It is no secret that the United States is the beacon of capitalism in the world. The country however has several social safety nets it has put in place to take care of its citizens, none more important and well known as Social Security and Medicare. It is important to know that the future of Social Security is highly uncertain. President after President have operated the United States at a budget deficit. The most recent administration has been no exception. Essentially, at some point, this social safety net is likely to disappear.
All of this simply means one thing. We better plan and save for our retirement while we still can. While nothing beats starting early, it is never too late. I’ve provided a step by step plan on how you can start planning and saving for your retirement immediately. Remember, when it comes to retirement, a lot is great, a little is better than nothing.

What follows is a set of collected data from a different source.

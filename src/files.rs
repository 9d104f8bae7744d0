//! UTF-8 path file access through `cap-std` ambient directories.
//!
//! Every helper opens the parent directory with ambient authority and then
//! operates on the file name relative to that handle.

use std::io::{self, Write};

use camino::Utf8Path;
use cap_std::ambient_authority;
use cap_std::fs::OpenOptions;
use cap_std::fs_utf8::{Dir, File};

use crate::github::error::IntakeError;

fn split_path<'a>(path: &'a Utf8Path, label: &str) -> Result<(&'a Utf8Path, &'a str), IntakeError> {
    let parent = path
        .parent()
        .filter(|parent| !parent.as_str().is_empty())
        .unwrap_or_else(|| Utf8Path::new("."));
    let file_name = path.file_name().ok_or_else(|| IntakeError::Io {
        message: format!("invalid {label} path '{path}': no file name"),
    })?;
    Ok((parent, file_name))
}

fn open_dir_error(parent: &Utf8Path, label: &str, error: &io::Error) -> IntakeError {
    IntakeError::Io {
        message: format!("failed to open {label} directory '{parent}': {error}"),
    }
}

fn open_parent<'a>(path: &'a Utf8Path, label: &str) -> Result<(Dir, &'a str), IntakeError> {
    let (parent, file_name) = split_path(path, label)?;
    let dir = Dir::open_ambient_dir(parent, ambient_authority())
        .map_err(|error| open_dir_error(parent, label, &error))?;
    Ok((dir, file_name))
}

/// Reads a file, returning `None` when it or its directory does not exist.
///
/// # Errors
///
/// Returns [`IntakeError::Io`] for any failure other than a missing file.
pub fn read_optional(path: &Utf8Path, label: &str) -> Result<Option<String>, IntakeError> {
    let (parent, file_name) = split_path(path, label)?;
    let dir = match Dir::open_ambient_dir(parent, ambient_authority()) {
        Ok(dir) => dir,
        Err(error) if error.kind() == io::ErrorKind::NotFound => return Ok(None),
        Err(error) => return Err(open_dir_error(parent, label, &error)),
    };

    match dir.read_to_string(file_name) {
        Ok(contents) => Ok(Some(contents)),
        Err(error) if error.kind() == io::ErrorKind::NotFound => Ok(None),
        Err(error) => Err(IntakeError::Io {
            message: format!("failed to read {label} '{path}': {error}"),
        }),
    }
}

/// Reads a file that must exist.
///
/// # Errors
///
/// Returns [`IntakeError::Io`] when the file cannot be opened or read.
pub fn read_required(path: &Utf8Path, label: &str) -> Result<String, IntakeError> {
    let (dir, file_name) = open_parent(path, label)?;
    dir.read_to_string(file_name).map_err(|error| IntakeError::Io {
        message: format!("failed to read {label} '{path}': {error}"),
    })
}

/// Writes `contents` to `path`, replacing any existing file.
///
/// # Errors
///
/// Returns [`IntakeError::Io`] when the directory cannot be opened or the
/// write fails.
pub fn write(path: &Utf8Path, contents: &str, label: &str) -> Result<(), IntakeError> {
    let (dir, file_name) = open_parent(path, label)?;
    dir.write(file_name, contents).map_err(|error| IntakeError::Io {
        message: format!("failed to write {label} '{path}': {error}"),
    })
}

/// Creates `path` with `contents`, refusing to replace an existing file.
///
/// # Errors
///
/// Returns [`IntakeError::Configuration`] when the file already exists and
/// [`IntakeError::Io`] for other failures.
pub fn write_new(path: &Utf8Path, contents: &str, label: &str) -> Result<(), IntakeError> {
    let (dir, file_name) = open_parent(path, label)?;
    let mut options = OpenOptions::new();
    options.write(true).create_new(true);

    let mut file = dir
        .open_with(file_name, &options)
        .map_err(|error| match error.kind() {
            io::ErrorKind::AlreadyExists => IntakeError::Configuration {
                message: format!("{label} '{path}' already exists; remove it first to regenerate"),
            },
            _ => IntakeError::Io {
                message: format!("failed to create {label} '{path}': {error}"),
            },
        })?;

    file.write_all(contents.as_bytes())
        .map_err(|error| IntakeError::Io {
            message: format!("failed to write {label} '{path}': {error}"),
        })
}

/// Opens `path` for appending, creating it when missing.
///
/// # Errors
///
/// Returns [`IntakeError::Io`] when the directory or file cannot be opened.
pub fn open_append(path: &Utf8Path, label: &str) -> Result<File, IntakeError> {
    let (dir, file_name) = open_parent(path, label)?;
    let mut options = OpenOptions::new();
    options.append(true).create(true);
    dir.open_with(file_name, &options)
        .map_err(|error| IntakeError::Io {
            message: format!("failed to open {label} '{path}': {error}"),
        })
}

#[cfg(test)]
mod tests {
    use camino::{Utf8Path, Utf8PathBuf};
    use rstest::{fixture, rstest};
    use tempfile::TempDir;

    use super::{open_append, read_optional, read_required, write, write_new};
    use crate::github::error::IntakeError;

    #[fixture]
    fn temp_dir() -> TempDir {
        TempDir::new().expect("temp dir should be created")
    }

    fn utf8(dir: &TempDir) -> Utf8PathBuf {
        Utf8Path::from_path(dir.path())
            .expect("temp dir should be UTF-8")
            .to_path_buf()
    }

    #[rstest]
    fn missing_file_reads_as_none(temp_dir: TempDir) {
        let path = utf8(&temp_dir).join("absent.yaml");
        assert_eq!(read_optional(&path, "config file"), Ok(None));
    }

    #[rstest]
    fn missing_directory_reads_as_none(temp_dir: TempDir) {
        let path = utf8(&temp_dir).join("nested").join("absent.yaml");
        assert_eq!(read_optional(&path, "config file"), Ok(None));
    }

    #[rstest]
    fn written_contents_round_trip(temp_dir: TempDir) {
        let path = utf8(&temp_dir).join("report.md");
        write(&path, "# Report\n", "output file").expect("write should succeed");
        assert_eq!(
            read_required(&path, "output file").as_deref(),
            Ok("# Report\n")
        );
    }

    #[rstest]
    fn write_new_refuses_to_overwrite(temp_dir: TempDir) {
        let path = utf8(&temp_dir).join(".prtool.yaml");
        write_new(&path, "org: acme\n", "config file").expect("first write should succeed");

        let result = write_new(&path, "org: other\n", "config file");
        assert!(
            matches!(&result, Err(IntakeError::Configuration { message }) if message.contains("already exists")),
            "expected Configuration error, got {result:?}"
        );
        assert_eq!(
            read_required(&path, "config file").as_deref(),
            Ok("org: acme\n"),
            "original contents must be preserved"
        );
    }

    #[rstest]
    fn read_required_reports_missing_file(temp_dir: TempDir) {
        let path = utf8(&temp_dir).join("prompt.txt");
        let result = read_required(&path, "prompt file");
        assert!(
            matches!(&result, Err(IntakeError::Io { message }) if message.contains("prompt file")),
            "expected Io error, got {result:?}"
        );
    }

    #[rstest]
    fn append_keeps_existing_lines(temp_dir: TempDir) {
        use std::io::Write as _;

        let path = utf8(&temp_dir).join("prtool.log");
        for line in ["first\n", "second\n"] {
            let mut file = open_append(&path, "log file").expect("log file should open");
            file.write_all(line.as_bytes()).expect("append should succeed");
        }

        assert_eq!(
            read_required(&path, "log file").as_deref(),
            Ok("first\nsecond\n")
        );
    }
}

Just like any other endeavor, retirement planning should start with a goal. A dollar amount you want to have saved as your nest egg when you retire. Experts recommend that the day you retire, you should have saved up approximately 25 times what you plan on spending every year in retirement. This is called the 4% rule. Essentially, it states that you can withdraw 4% of your nest egg every year in retirement and the returns you get on the other 96% will continue to offset this withdrawal every year allowing you to indefinitely survive on your savings. Below table shows a comparison of what you might need depending on your income expectations in retirement based on the 4% rule. It is noteworthy however that the 4% rule is just what some experts recommend. You can go conservative by going 3% to help the dollars go further and make sure that if you have unexpected expenses, you are covered and not over stretching yourself. Personally, I like to go 3% but that is just me.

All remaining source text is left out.